Top of Study material
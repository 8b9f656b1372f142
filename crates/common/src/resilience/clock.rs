//! Time abstraction for testability
//!
//! Breakers and limiters read time through [`Clock`] so that tests can drive
//! cooldowns and windows with [`MockClock`] instead of sleeping.

use std::sync::Arc;
use std::time::{Duration, Instant, SystemTime, UNIX_EPOCH};

use parking_lot::Mutex;

/// Trait for time operations to enable deterministic testing
pub trait Clock: Send + Sync + 'static {
    /// Get current instant (monotonic time)
    fn now(&self) -> Instant;

    /// Get current system time (wall clock)
    fn system_time(&self) -> SystemTime;

    /// Get milliseconds since UNIX epoch
    fn millis_since_epoch(&self) -> u64 {
        let millis =
            self.system_time().duration_since(UNIX_EPOCH).unwrap_or_default().as_millis();
        u64::try_from(millis).unwrap_or(u64::MAX)
    }
}

/// Real system clock implementation for production use
#[derive(Debug, Clone, Copy, Default)]
pub struct SystemClock;

impl Clock for SystemClock {
    fn now(&self) -> Instant {
        Instant::now()
    }

    fn system_time(&self) -> SystemTime {
        SystemTime::now()
    }
}

impl<T: Clock> Clock for Arc<T> {
    fn now(&self) -> Instant {
        (**self).now()
    }

    fn system_time(&self) -> SystemTime {
        (**self).system_time()
    }
}

/// Mock clock for deterministic testing
///
/// Monotonic and wall-clock readings advance together. Clones share the same
/// elapsed counter, so a test can hand one clone to a component and advance
/// the other.
#[derive(Debug, Clone)]
pub struct MockClock {
    start: Instant,
    wall_start: SystemTime,
    elapsed: Arc<Mutex<Duration>>,
}

impl MockClock {
    /// Create a mock clock whose wall time starts at the real current time
    pub fn new() -> Self {
        Self::starting_at(SystemTime::now())
    }

    /// Create a mock clock whose wall time starts at `wall_start`
    pub fn starting_at(wall_start: SystemTime) -> Self {
        Self { start: Instant::now(), wall_start, elapsed: Arc::new(Mutex::new(Duration::ZERO)) }
    }

    /// Advance the mock clock by a duration
    pub fn advance(&self, duration: Duration) {
        *self.elapsed.lock() += duration;
    }

    /// Advance the mock clock by milliseconds
    pub fn advance_millis(&self, millis: u64) {
        self.advance(Duration::from_millis(millis));
    }

    /// Get the current elapsed time
    pub fn elapsed(&self) -> Duration {
        *self.elapsed.lock()
    }
}

impl Default for MockClock {
    fn default() -> Self {
        Self::new()
    }
}

impl Clock for MockClock {
    fn now(&self) -> Instant {
        self.start + self.elapsed()
    }

    fn system_time(&self) -> SystemTime {
        self.wall_start + self.elapsed()
    }
}
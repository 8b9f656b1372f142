//! Time utilities
//!
//! - **[`cron`]**: five-field cron expression parsing and next-fire lookup,
//!   used by the recurring job scheduler to compute `next_run_at`.

pub mod cron;

pub use cron::{CronExpression, CronParseError};
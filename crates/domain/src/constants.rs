//! Application constants
//!
//! Defaults for every tunable live here; [`crate::config`] falls back to
//! them when a value is not configured.

// Upstream pull
pub const DEFAULT_PAGE_SIZE: u32 = 50;
pub const DEFAULT_MAX_PAGES: u32 = 100;
pub const DEFAULT_PAGE_DELAY_MS: u64 = 100;
pub const DEFAULT_LOOKBACK_DAYS: i64 = 7;
pub const DEFAULT_REQUEST_TIMEOUT_SECS: u64 = 30;
pub const DEFAULT_API_VERSION: &str = "v3";
pub const ORDER_SOURCE_WOO: &str = "woo";
pub const DEFAULT_ORDER_STATUS: &str = "pending";
pub const DEFAULT_CURRENCY: &str = "TRY";

// Upstream credential budget
pub const UPSTREAM_PROVIDER: &str = "woo";
pub const DEFAULT_UPSTREAM_RATE_LIMIT: u32 = 100;
pub const DEFAULT_UPSTREAM_RATE_WINDOW_MS: u64 = 60_000;

// Webhook reconciliation
pub const WEBHOOK_PROVIDER: &str = "woocommerce";
pub const DEFAULT_WEBHOOK_BATCH_SIZE: u32 = 50;
pub const MAX_ERROR_LENGTH: usize = 1_024;

// Circuit breaker
pub const DEFAULT_BREAKER_FAILURE_THRESHOLD: u32 = 5;
pub const DEFAULT_BREAKER_SUCCESS_THRESHOLD: u32 = 2;
pub const DEFAULT_BREAKER_COOLDOWN_SECS: u64 = 30;

// Job runtime
pub const DEFAULT_WORKER_CONCURRENCY: usize = 20;
pub const DEFAULT_START_RATE_PER_SEC: u64 = 50;
pub const DEFAULT_MAX_ATTEMPTS: u32 = 3;
pub const DEFAULT_RETRY_DELAY_MS: u64 = 5_000;
pub const DEFAULT_QUEUE_MAX_ATTEMPTS: u32 = 3;
pub const DEFAULT_QUEUE_BACKOFF_MS: u64 = 2_000;
pub const DEFAULT_POLL_INTERVAL_MS: u64 = 500;
pub const DEFAULT_LEASE_SECS: u64 = 300;
pub const DEFAULT_SHUTDOWN_TIMEOUT_SECS: u64 = 30;
pub const DEFAULT_SCHEDULE_TICK: &str = "0 * * * * *";

// Maintenance
pub const CACHE_KEY_PATTERN: &str = "cache:*";
pub const CACHE_DEFAULT_TTL_SECS: i64 = 3_600;

// Recurring schedules
pub const ORDERS_SYNC_PATTERN: &str = "*/10 * * * *";
pub const PRODUCTS_SYNC_PATTERN: &str = "*/30 * * * *";
pub const WEBHOOK_EVENTS_PATTERN: &str = "*/1 * * * *";
pub const WOO_SCHEDULE_PATTERN: &str = "*/15 * * * *";
pub const CLEANUP_CACHE_PATTERN: &str = "0 * * * *";
pub const CLEANUP_SESSIONS_PATTERN: &str = "0 */6 * * *";

// Server
pub const DEFAULT_BIND_ADDR: &str = "0.0.0.0:9464";
pub const DEFAULT_DATABASE_PATH: &str = "storesync.db";
pub const DEFAULT_DATABASE_POOL_SIZE: u32 = 8;
pub const DEFAULT_REDIS_URL: &str = "redis://127.0.0.1:6379";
Bottom of Study material
Problem description – Only lines that include "cron" are counted here. Give their number for the records above and add nothing.

Your response – 3